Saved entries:
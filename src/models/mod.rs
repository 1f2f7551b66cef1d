//! Core data models for the telemetry pipeline.

pub mod feature;
pub mod telemetry;
pub mod zone;

pub use feature::{Feature, FeatureCollection, Geometry, Position, TypedGeometry};
pub use telemetry::{parse_timestamp, Location, SensorVector, TelemetrySample};
pub use zone::ZoneType;
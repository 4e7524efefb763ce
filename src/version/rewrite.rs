//! Tag rewrite rules applied before strict parsing
//!
//! Each rule handles one tagging convention and leaves the tag untouched when
//! the convention does not apply. Rules run in the order of [`REWRITE_RULES`]:
//!
//! 1. `label_prefix`: `release-1.2.3` -> `1.2.3`
//! 2. `dev_release`: `2.0-devel` -> `2.0.dev0`
//! 3. `post_release`: `2.3.4-p2` -> `2.3.4.post2`
//! 4. `underscores`: `3_0_2` -> `3.0.2`

use std::sync::LazyLock;

use regex::Regex;
use tracing::debug;

static POST_RELEASE: LazyLock<Regex> =
    LazyLock::new(|| Regex::new(r"-p(\d+)$").expect("valid post-release regex"));

static UNDERSCORE_VERSION: LazyLock<Regex> =
    LazyLock::new(|| Regex::new(r"^(?:\d+_)+\d+").expect("valid underscore regex"));

/// A named text rewrite
pub struct RewriteRule {
    name: &'static str,
    rewrite: fn(&str) -> Option<String>,
}

impl RewriteRule {
    pub fn name(&self) -> &'static str {
        self.name
    }

    /// Returns the rewritten tag, or `None` if the rule does not apply
    pub fn apply(&self, tag: &str) -> Option<String> {
        (self.rewrite)(tag)
    }
}

/// All rules, in application order
pub static REWRITE_RULES: [RewriteRule; 4] = [
    RewriteRule {
        name: "label_prefix",
        rewrite: strip_label_prefix,
    },
    RewriteRule {
        name: "dev_release",
        rewrite: rewrite_dev_release,
    },
    RewriteRule {
        name: "post_release",
        rewrite: rewrite_post_release,
    },
    RewriteRule {
        name: "underscores",
        rewrite: normalize_underscores,
    },
];

/// Run every rule over the tag, in order
pub fn apply_rewrites(tag: &str) -> String {
    REWRITE_RULES
        .iter()
        .fold(tag.to_string(), |current, rule| match rule.apply(&current) {
            Some(rewritten) => {
                debug!("Rule {} rewrote {} to {}", rule.name(), current, rewritten);
                rewritten
            }
            None => current,
        })
}

/// Drop an alphabetic label before the first dash (`release-1.2.3`, `foo-1.2.3`)
pub fn strip_label_prefix(tag: &str) -> Option<String> {
    let (label, rest) = tag.split_once('-')?;
    if !label.is_empty() && label.chars().all(char::is_alphabetic) {
        Some(rest.to_string())
    } else {
        None
    }
}

/// Trailing `-devel` becomes a PEP 440 developmental release
pub fn rewrite_dev_release(tag: &str) -> Option<String> {
    tag.strip_suffix("-devel")
        .map(|base| format!("{}.dev0", base))
}

/// Trailing `-p<N>` patch marker becomes a post release (Magento `2.3.4-p2`)
pub fn rewrite_post_release(tag: &str) -> Option<String> {
    POST_RELEASE
        .is_match(tag)
        .then(|| POST_RELEASE.replace(tag, ".post$1").into_owned())
}

/// Underscore-delimited numbers (`3_0_2`, common on Mercurial holders)
pub fn normalize_underscores(tag: &str) -> Option<String> {
    UNDERSCORE_VERSION
        .is_match(tag)
        .then(|| tag.replace('_', "."))
}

PROBLEM REQUIREMENTS
Write out exactly the lines starting with the one that holds "pub fn strip_label_prefix(tag: &str)" and running through the last line above.

RESULT
pub fn strip_label_prefix(tag: &str) -> Option<String> {
    let (label, rest) = tag.split_once('-')?;
    if !label.is_empty() && label.chars().all(char::is_alphabetic) {
        Some(rest.to_string())
    } else {
        None
    }
}

/// Trailing `-devel` becomes a PEP 440 developmental release
pub fn rewrite_dev_release(tag: &str) -> Option<String> {
    tag.strip_suffix("-devel")
        .map(|base| format!("{}.dev0", base))
}

/// Trailing `-p<N>` patch marker becomes a post release (Magento `2.3.4-p2`)
pub fn rewrite_post_release(tag: &str) -> Option<String> {
    POST_RELEASE
        .is_match(tag)
        .then(|| POST_RELEASE.replace(tag, ".post$1").into_owned())
}

/// Underscore-delimited numbers (`3_0_2`, common on Mercurial holders)
pub fn normalize_underscores(tag: &str) -> Option<String> {
    UNDERSCORE_VERSION
        .is_match(tag)
        .then(|| tag.replace('_', "."))
}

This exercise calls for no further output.